## Task statement
The answer must repeat each line of the material exactly.

____

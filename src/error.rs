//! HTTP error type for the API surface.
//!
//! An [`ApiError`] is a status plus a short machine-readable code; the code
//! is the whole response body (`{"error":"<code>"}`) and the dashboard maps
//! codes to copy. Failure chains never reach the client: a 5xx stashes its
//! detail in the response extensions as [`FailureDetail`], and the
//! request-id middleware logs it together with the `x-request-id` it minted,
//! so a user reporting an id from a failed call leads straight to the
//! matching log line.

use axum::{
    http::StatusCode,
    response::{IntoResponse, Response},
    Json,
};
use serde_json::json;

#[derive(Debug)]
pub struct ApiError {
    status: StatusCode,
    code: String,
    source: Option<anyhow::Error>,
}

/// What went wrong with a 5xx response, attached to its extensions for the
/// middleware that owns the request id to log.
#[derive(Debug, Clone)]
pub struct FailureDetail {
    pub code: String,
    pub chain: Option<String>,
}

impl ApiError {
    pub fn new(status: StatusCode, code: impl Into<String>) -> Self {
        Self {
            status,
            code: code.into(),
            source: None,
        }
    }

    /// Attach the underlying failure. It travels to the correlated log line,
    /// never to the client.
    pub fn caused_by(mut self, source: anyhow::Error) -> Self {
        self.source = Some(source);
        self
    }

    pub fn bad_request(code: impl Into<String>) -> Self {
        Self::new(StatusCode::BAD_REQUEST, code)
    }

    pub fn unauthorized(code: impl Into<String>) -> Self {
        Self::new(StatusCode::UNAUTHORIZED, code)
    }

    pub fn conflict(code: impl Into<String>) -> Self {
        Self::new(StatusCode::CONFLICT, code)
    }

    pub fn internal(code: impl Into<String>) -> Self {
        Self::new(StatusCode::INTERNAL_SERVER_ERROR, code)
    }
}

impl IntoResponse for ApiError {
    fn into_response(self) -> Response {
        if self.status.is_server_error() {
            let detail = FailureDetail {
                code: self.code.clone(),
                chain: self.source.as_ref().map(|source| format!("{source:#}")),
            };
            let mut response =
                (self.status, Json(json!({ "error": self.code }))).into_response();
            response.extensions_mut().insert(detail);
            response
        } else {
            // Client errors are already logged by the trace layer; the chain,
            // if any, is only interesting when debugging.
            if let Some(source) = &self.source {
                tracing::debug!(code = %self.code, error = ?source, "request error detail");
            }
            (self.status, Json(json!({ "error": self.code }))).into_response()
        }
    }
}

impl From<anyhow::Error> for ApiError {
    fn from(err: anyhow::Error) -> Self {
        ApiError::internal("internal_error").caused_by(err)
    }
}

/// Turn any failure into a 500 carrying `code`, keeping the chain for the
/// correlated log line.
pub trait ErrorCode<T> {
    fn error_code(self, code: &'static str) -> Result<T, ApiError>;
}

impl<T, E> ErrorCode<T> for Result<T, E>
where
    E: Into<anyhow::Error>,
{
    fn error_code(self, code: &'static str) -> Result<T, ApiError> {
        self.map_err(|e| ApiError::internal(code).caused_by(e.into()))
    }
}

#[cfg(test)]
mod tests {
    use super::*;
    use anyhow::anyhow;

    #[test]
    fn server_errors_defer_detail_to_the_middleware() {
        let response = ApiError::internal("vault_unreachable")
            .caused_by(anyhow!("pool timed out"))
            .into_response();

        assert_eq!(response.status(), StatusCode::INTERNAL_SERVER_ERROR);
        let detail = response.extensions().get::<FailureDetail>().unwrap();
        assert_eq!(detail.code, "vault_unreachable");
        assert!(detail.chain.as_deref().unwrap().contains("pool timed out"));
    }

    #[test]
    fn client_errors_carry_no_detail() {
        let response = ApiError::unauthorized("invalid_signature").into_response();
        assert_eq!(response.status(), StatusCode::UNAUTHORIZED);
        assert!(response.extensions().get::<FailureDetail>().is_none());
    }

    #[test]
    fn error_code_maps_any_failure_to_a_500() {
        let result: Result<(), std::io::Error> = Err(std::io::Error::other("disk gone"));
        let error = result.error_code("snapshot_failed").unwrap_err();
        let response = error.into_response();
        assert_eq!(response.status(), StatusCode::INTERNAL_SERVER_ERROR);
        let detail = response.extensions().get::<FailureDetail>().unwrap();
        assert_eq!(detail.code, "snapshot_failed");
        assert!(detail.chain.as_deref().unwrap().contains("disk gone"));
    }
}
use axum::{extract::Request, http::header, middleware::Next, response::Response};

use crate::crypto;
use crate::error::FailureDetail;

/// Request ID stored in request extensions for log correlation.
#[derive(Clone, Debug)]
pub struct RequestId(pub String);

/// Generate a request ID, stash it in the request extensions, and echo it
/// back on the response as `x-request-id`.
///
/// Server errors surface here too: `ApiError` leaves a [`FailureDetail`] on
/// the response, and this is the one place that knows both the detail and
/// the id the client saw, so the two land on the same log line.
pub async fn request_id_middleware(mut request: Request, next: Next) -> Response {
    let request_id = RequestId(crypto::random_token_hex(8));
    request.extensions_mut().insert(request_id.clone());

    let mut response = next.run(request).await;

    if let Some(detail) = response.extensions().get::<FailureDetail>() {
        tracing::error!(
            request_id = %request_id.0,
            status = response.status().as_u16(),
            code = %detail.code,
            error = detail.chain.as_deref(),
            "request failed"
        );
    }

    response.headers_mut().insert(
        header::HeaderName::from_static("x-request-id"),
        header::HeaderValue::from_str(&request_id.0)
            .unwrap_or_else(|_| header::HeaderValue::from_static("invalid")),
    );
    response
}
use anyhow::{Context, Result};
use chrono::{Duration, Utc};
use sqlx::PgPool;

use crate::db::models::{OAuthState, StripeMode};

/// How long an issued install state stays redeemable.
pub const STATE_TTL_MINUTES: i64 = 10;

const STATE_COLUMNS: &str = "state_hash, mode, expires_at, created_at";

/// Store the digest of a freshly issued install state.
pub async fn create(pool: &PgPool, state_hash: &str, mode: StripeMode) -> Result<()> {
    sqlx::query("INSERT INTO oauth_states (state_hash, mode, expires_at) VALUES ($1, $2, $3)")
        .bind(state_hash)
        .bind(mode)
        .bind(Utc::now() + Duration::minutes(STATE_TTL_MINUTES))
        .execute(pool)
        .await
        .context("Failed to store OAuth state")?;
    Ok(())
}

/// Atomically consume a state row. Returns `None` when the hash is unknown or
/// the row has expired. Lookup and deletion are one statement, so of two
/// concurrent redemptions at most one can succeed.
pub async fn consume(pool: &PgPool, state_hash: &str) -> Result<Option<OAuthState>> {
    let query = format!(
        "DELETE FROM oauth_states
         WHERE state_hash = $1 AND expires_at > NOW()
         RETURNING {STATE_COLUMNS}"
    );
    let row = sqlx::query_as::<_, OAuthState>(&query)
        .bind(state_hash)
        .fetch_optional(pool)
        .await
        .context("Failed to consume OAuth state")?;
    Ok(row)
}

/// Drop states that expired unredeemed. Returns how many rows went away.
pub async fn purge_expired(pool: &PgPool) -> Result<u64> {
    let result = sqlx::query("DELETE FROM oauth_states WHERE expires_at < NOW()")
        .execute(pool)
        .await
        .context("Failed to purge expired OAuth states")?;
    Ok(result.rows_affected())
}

____

## Result
filename src/error.rs
//! HTTP error type for the API surface.
//!
//! An [`ApiError`] is a status plus a short machine-readable code; the code
//! is the whole response body (`{"error":"<code>"}`) and the dashboard maps
//! codes to copy. Failure chains never reach the client: a 5xx stashes its
//! detail in the response extensions as [`FailureDetail`], and the
//! request-id middleware logs it together with the `x-request-id` it minted,
//! so a user reporting an id from a failed call leads straight to the
//! matching log line.

use axum::{
    http::StatusCode,
    response::{IntoResponse, Response},
    Json,
};
use serde_json::json;

#[derive(Debug)]
pub struct ApiError {
    status: StatusCode,
    code: String,
    source: Option<anyhow::Error>,
}

/// What went wrong with a 5xx response, attached to its extensions for the
/// middleware that owns the request id to log.
#[derive(Debug, Clone)]
pub struct FailureDetail {
    pub code: String,
    pub chain: Option<String>,
}

impl ApiError {
    pub fn new(status: StatusCode, code: impl Into<String>) -> Self {
        Self {
            status,
            code: code.into(),
            source: None,
        }
    }

    /// Attach the underlying failure. It travels to the correlated log line,
    /// never to the client.
    pub fn caused_by(mut self, source: anyhow::Error) -> Self {
        self.source = Some(source);
        self
    }

    pub fn bad_request(code: impl Into<String>) -> Self {
        Self::new(StatusCode::BAD_REQUEST, code)
    }

    pub fn unauthorized(code: impl Into<String>) -> Self {
        Self::new(StatusCode::UNAUTHORIZED, code)
    }

    pub fn conflict(code: impl Into<String>) -> Self {
        Self::new(StatusCode::CONFLICT, code)
    }

    pub fn internal(code: impl Into<String>) -> Self {
        Self::new(StatusCode::INTERNAL_SERVER_ERROR, code)
    }
}

impl IntoResponse for ApiError {
    fn into_response(self) -> Response {
        if self.status.is_server_error() {
            let detail = FailureDetail {
                code: self.code.clone(),
                chain: self.source.as_ref().map(|source| format!("{source:#}")),
            };
            let mut response =
                (self.status, Json(json!({ "error": self.code }))).into_response();
            response.extensions_mut().insert(detail);
            response
        } else {
            // Client errors are already logged by the trace layer; the chain,
            // if any, is only interesting when debugging.
            if let Some(source) = &self.source {
                tracing::debug!(code = %self.code, error = ?source, "request error detail");
            }
            (self.status, Json(json!({ "error": self.code }))).into_response()
        }
    }
}

impl From<anyhow::Error> for ApiError {
    fn from(err: anyhow::Error) -> Self {
        ApiError::internal("internal_error").caused_by(err)
    }
}

/// Turn any failure into a 500 carrying `code`, keeping the chain for the
/// correlated log line.
pub trait ErrorCode<T> {
    fn error_code(self, code: &'static str) -> Result<T, ApiError>;
}

impl<T, E> ErrorCode<T> for Result<T, E>
where
    E: Into<anyhow::Error>,
{
    fn error_code(self, code: &'static str) -> Result<T, ApiError> {
        self.map_err(|e| ApiError::internal(code).caused_by(e.into()))
    }
}

#[cfg(test)]
mod tests {
    use super::*;
    use anyhow::anyhow;

    #[test]
    fn server_errors_defer_detail_to_the_middleware() {
        let response = ApiError::internal("vault_unreachable")
            .caused_by(anyhow!("pool timed out"))
            .into_response();

        assert_eq!(response.status(), StatusCode::INTERNAL_SERVER_ERROR);
        let detail = response.extensions().get::<FailureDetail>().unwrap();
        assert_eq!(detail.code, "vault_unreachable");
        assert!(detail.chain.as_deref().unwrap().contains("pool timed out"));
    }

    #[test]
    fn client_errors_carry_no_detail() {
        let response = ApiError::unauthorized("invalid_signature").into_response();
        assert_eq!(response.status(), StatusCode::UNAUTHORIZED);
        assert!(response.extensions().get::<FailureDetail>().is_none());
    }

    #[test]
    fn error_code_maps_any_failure_to_a_500() {
        let result: Result<(), std::io::Error> = Err(std::io::Error::other("disk gone"));
        let error = result.error_code("snapshot_failed").unwrap_err();
        let response = error.into_response();
        assert_eq!(response.status(), StatusCode::INTERNAL_SERVER_ERROR);
        let detail = response.extensions().get::<FailureDetail>().unwrap();
        assert_eq!(detail.code, "snapshot_failed");
        assert!(detail.chain.as_deref().unwrap().contains("disk gone"));
    }
}
use axum::{extract::Request, http::header, middleware::Next, response::Response};

use crate::crypto;
use crate::error::FailureDetail;

/// Request ID stored in request extensions for log correlation.
#[derive(Clone, Debug)]
pub struct RequestId(pub String);

/// Generate a request ID, stash it in the request extensions, and echo it
/// back on the response as `x-request-id`.
///
/// Server errors surface here too: `ApiError` leaves a [`FailureDetail`] on
/// the response, and this is the one place that knows both the detail and
/// the id the client saw, so the two land on the same log line.
pub async fn request_id_middleware(mut request: Request, next: Next) -> Response {
    let request_id = RequestId(crypto::random_token_hex(8));
    request.extensions_mut().insert(request_id.clone());

    let mut response = next.run(request).await;

    if let Some(detail) = response.extensions().get::<FailureDetail>() {
        tracing::error!(
            request_id = %request_id.0,
            status = response.status().as_u16(),
            code = %detail.code,
            error = detail.chain.as_deref(),
            "request failed"
        );
    }

    response.headers_mut().insert(
        header::HeaderName::from_static("x-request-id"),
        header::HeaderValue::from_str(&request_id.0)
            .unwrap_or_else(|_| header::HeaderValue::from_static("invalid")),
    );
    response
}
use anyhow::{Context, Result};
use chrono::{Duration, Utc};
use sqlx::PgPool;

use crate::db::models::{OAuthState, StripeMode};

/// How long an issued install state stays redeemable.
pub const STATE_TTL_MINUTES: i64 = 10;

const STATE_COLUMNS: &str = "state_hash, mode, expires_at, created_at";

/// Store the digest of a freshly issued install state.
pub async fn create(pool: &PgPool, state_hash: &str, mode: StripeMode) -> Result<()> {
    sqlx::query("INSERT INTO oauth_states (state_hash, mode, expires_at) VALUES ($1, $2, $3)")
        .bind(state_hash)
        .bind(mode)
        .bind(Utc::now() + Duration::minutes(STATE_TTL_MINUTES))
        .execute(pool)
        .await
        .context("Failed to store OAuth state")?;
    Ok(())
}

/// Atomically consume a state row. Returns `None` when the hash is unknown or
/// the row has expired. Lookup and deletion are one statement, so of two
/// concurrent redemptions at most one can succeed.
pub async fn consume(pool: &PgPool, state_hash: &str) -> Result<Option<OAuthState>> {
    let query = format!(
        "DELETE FROM oauth_states
         WHERE state_hash = $1 AND expires_at > NOW()
         RETURNING {STATE_COLUMNS}"
    );
    let row = sqlx::query_as::<_, OAuthState>(&query)
        .bind(state_hash)
        .fetch_optional(pool)
        .await
        .context("Failed to consume OAuth state")?;
    Ok(row)
}

/// Drop states that expired unredeemed. Returns how many rows went away.
pub async fn purge_expired(pool: &PgPool) -> Result<u64> {
    let result = sqlx::query("DELETE FROM oauth_states WHERE expires_at < NOW()")
        .execute(pool)
        .await
        .context("Failed to purge expired OAuth states")?;
    Ok(result.rows_affected())
}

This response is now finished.